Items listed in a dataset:
****************
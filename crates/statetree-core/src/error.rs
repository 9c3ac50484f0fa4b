use crate::key::Key;
use crate::value::{NodeRef, ValueKind};

/// Broad classification of a [`TreeError`].
#[derive(Clone, Copy, PartialEq, Eq, Debug)]
pub enum ErrorKind {
    /// The operation is not valid in the current state of the tree.
    IllegalState,
    /// An argument was rejected.
    IllegalArgument,
}

#[derive(Clone, PartialEq, Debug, thiserror::Error)]
pub enum TreeError {
    #[error("node {node} already has a parent")]
    AlreadyOwned { node: NodeRef },
    #[error("node {node} cannot be attached below itself")]
    Cycle { node: NodeRef },
    #[error("the root node cannot be attached as a child")]
    RootAsChild,
    #[error("node {node} belongs to a different tree")]
    ForeignNode { node: NodeRef },
    #[error("list view for key {key} is no longer backed by a list")]
    DetachedList { key: Key },
    #[error("key {key} holds a lazy list")]
    LazyList { key: Key },
    #[error("key {key} does not hold a lazy list")]
    NotLazy { key: Key },
    #[error("key {key} is a computed property")]
    ComputedKey { key: Key },
    #[error("key {key} already holds a stored value")]
    StoredKey { key: Key },
    #[error("key {key} already exists")]
    KeyExists { key: Key },
    #[error("key {key} belongs to the node schema and cannot be removed")]
    SchemaKey { key: Key },
    #[error("key {key} expects {expected} but got {actual}")]
    TypeMismatch {
        key: Key,
        expected: ValueKind,
        actual: ValueKind,
    },
    #[error("index {index} is out of bounds for length {len}")]
    IndexOutOfBounds { index: usize, len: usize },
    #[error("range [{start}, {end}) is invalid")]
    InvalidRange { start: usize, end: usize },
    #[error("index {index} is outside of the active range [{start}, {end})")]
    OutsideRange {
        index: usize,
        start: usize,
        end: usize,
    },
    #[error("the tree cannot be mutated while a computed property is evaluated")]
    MutationWhileComputing,
}

impl TreeError {
    pub fn kind(&self) -> ErrorKind {
        match self {
            TreeError::AlreadyOwned { .. }
            | TreeError::Cycle { .. }
            | TreeError::RootAsChild
            | TreeError::DetachedList { .. }
            | TreeError::LazyList { .. }
            | TreeError::NotLazy { .. }
            | TreeError::ComputedKey { .. }
            | TreeError::StoredKey { .. }
            | TreeError::KeyExists { .. }
            | TreeError::MutationWhileComputing => ErrorKind::IllegalState,
            TreeError::ForeignNode { .. }
            | TreeError::SchemaKey { .. }
            | TreeError::TypeMismatch { .. }
            | TreeError::IndexOutOfBounds { .. }
            | TreeError::InvalidRange { .. }
            | TreeError::OutsideRange { .. } => ErrorKind::IllegalArgument,
        }
    }
}
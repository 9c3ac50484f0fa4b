//! Hash map aliases used across the crate.
//!
//! The default build hashes with `rustc-hash`; the `std-hash` feature swaps in
//! the standard library hashers. Insertion-ordered maps go through [`ordered`].

#[cfg(feature = "std-hash")]
pub mod map {
    pub use std::collections::hash_map::Entry;
    pub use std::collections::{HashMap, HashSet};
}

#[cfg(not(feature = "std-hash"))]
pub mod map {
    pub use rustc_hash::{FxHashMap as HashMap, FxHashSet as HashSet};
    pub use std::collections::hash_map::Entry;
}

#[cfg(feature = "std-hash")]
pub mod ordered {
    pub type IndexMap<K, V> = indexmap::IndexMap<K, V>;
    pub type IndexSet<T> = indexmap::IndexSet<T>;
}

#[cfg(not(feature = "std-hash"))]
pub mod ordered {
    pub type IndexMap<K, V> = indexmap::IndexMap<K, V, rustc_hash::FxBuildHasher>;
    pub type IndexSet<T> = indexmap::IndexSet<T, rustc_hash::FxBuildHasher>;
}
****************
## Task goal
The task requires each record above to be restated exactly.

## Response
filename crates/statetree-core/src/error.rs
repository 9c3ac50484f0fa4b
use crate::key::Key;
use crate::value::{NodeRef, ValueKind};

/// Broad classification of a [`TreeError`].
#[derive(Clone, Copy, PartialEq, Eq, Debug)]
pub enum ErrorKind {
    /// The operation is not valid in the current state of the tree.
    IllegalState,
    /// An argument was rejected.
    IllegalArgument,
}

#[derive(Clone, PartialEq, Debug, thiserror::Error)]
pub enum TreeError {
    #[error("node {node} already has a parent")]
    AlreadyOwned { node: NodeRef },
    #[error("node {node} cannot be attached below itself")]
    Cycle { node: NodeRef },
    #[error("the root node cannot be attached as a child")]
    RootAsChild,
    #[error("node {node} belongs to a different tree")]
    ForeignNode { node: NodeRef },
    #[error("list view for key {key} is no longer backed by a list")]
    DetachedList { key: Key },
    #[error("key {key} holds a lazy list")]
    LazyList { key: Key },
    #[error("key {key} does not hold a lazy list")]
    NotLazy { key: Key },
    #[error("key {key} is a computed property")]
    ComputedKey { key: Key },
    #[error("key {key} already holds a stored value")]
    StoredKey { key: Key },
    #[error("key {key} already exists")]
    KeyExists { key: Key },
    #[error("key {key} belongs to the node schema and cannot be removed")]
    SchemaKey { key: Key },
    #[error("key {key} expects {expected} but got {actual}")]
    TypeMismatch {
        key: Key,
        expected: ValueKind,
        actual: ValueKind,
    },
    #[error("index {index} is out of bounds for length {len}")]
    IndexOutOfBounds { index: usize, len: usize },
    #[error("range [{start}, {end}) is invalid")]
    InvalidRange { start: usize, end: usize },
    #[error("index {index} is outside of the active range [{start}, {end})")]
    OutsideRange {
        index: usize,
        start: usize,
        end: usize,
    },
    #[error("the tree cannot be mutated while a computed property is evaluated")]
    MutationWhileComputing,
}

impl TreeError {
    pub fn kind(&self) -> ErrorKind {
        match self {
            TreeError::AlreadyOwned { .. }
            | TreeError::Cycle { .. }
            | TreeError::RootAsChild
            | TreeError::DetachedList { .. }
            | TreeError::LazyList { .. }
            | TreeError::NotLazy { .. }
            | TreeError::ComputedKey { .. }
            | TreeError::StoredKey { .. }
            | TreeError::KeyExists { .. }
            | TreeError::MutationWhileComputing => ErrorKind::IllegalState,
            TreeError::ForeignNode { .. }
            | TreeError::SchemaKey { .. }
            | TreeError::TypeMismatch { .. }
            | TreeError::IndexOutOfBounds { .. }
            | TreeError::InvalidRange { .. }
            | TreeError::OutsideRange { .. } => ErrorKind::IllegalArgument,
        }
    }
}
repository 9c3ac50484f0fa4b
//! Hash map aliases used across the crate.
//!
//! The default build hashes with `rustc-hash`; the `std-hash` feature swaps in
//! the standard library hashers. Insertion-ordered maps go through [`ordered`].

#[cfg(feature = "std-hash")]
pub mod map {
    pub use std::collections::hash_map::Entry;
    pub use std::collections::{HashMap, HashSet};
}

#[cfg(not(feature = "std-hash"))]
pub mod map {
    pub use rustc_hash::{FxHashMap as HashMap, FxHashSet as HashSet};
    pub use std::collections::hash_map::Entry;
}

#[cfg(feature = "std-hash")]
pub mod ordered {
    pub type IndexMap<K, V> = indexmap::IndexMap<K, V>;
    pub type IndexSet<T> = indexmap::IndexSet<T>;
}

#[cfg(not(feature = "std-hash"))]
pub mod ordered {
    pub type IndexMap<K, V> = indexmap::IndexMap<K, V, rustc_hash::FxBuildHasher>;
    pub type IndexSet<T> = indexmap::IndexSet<T, rustc_hash::FxBuildHasher>;
}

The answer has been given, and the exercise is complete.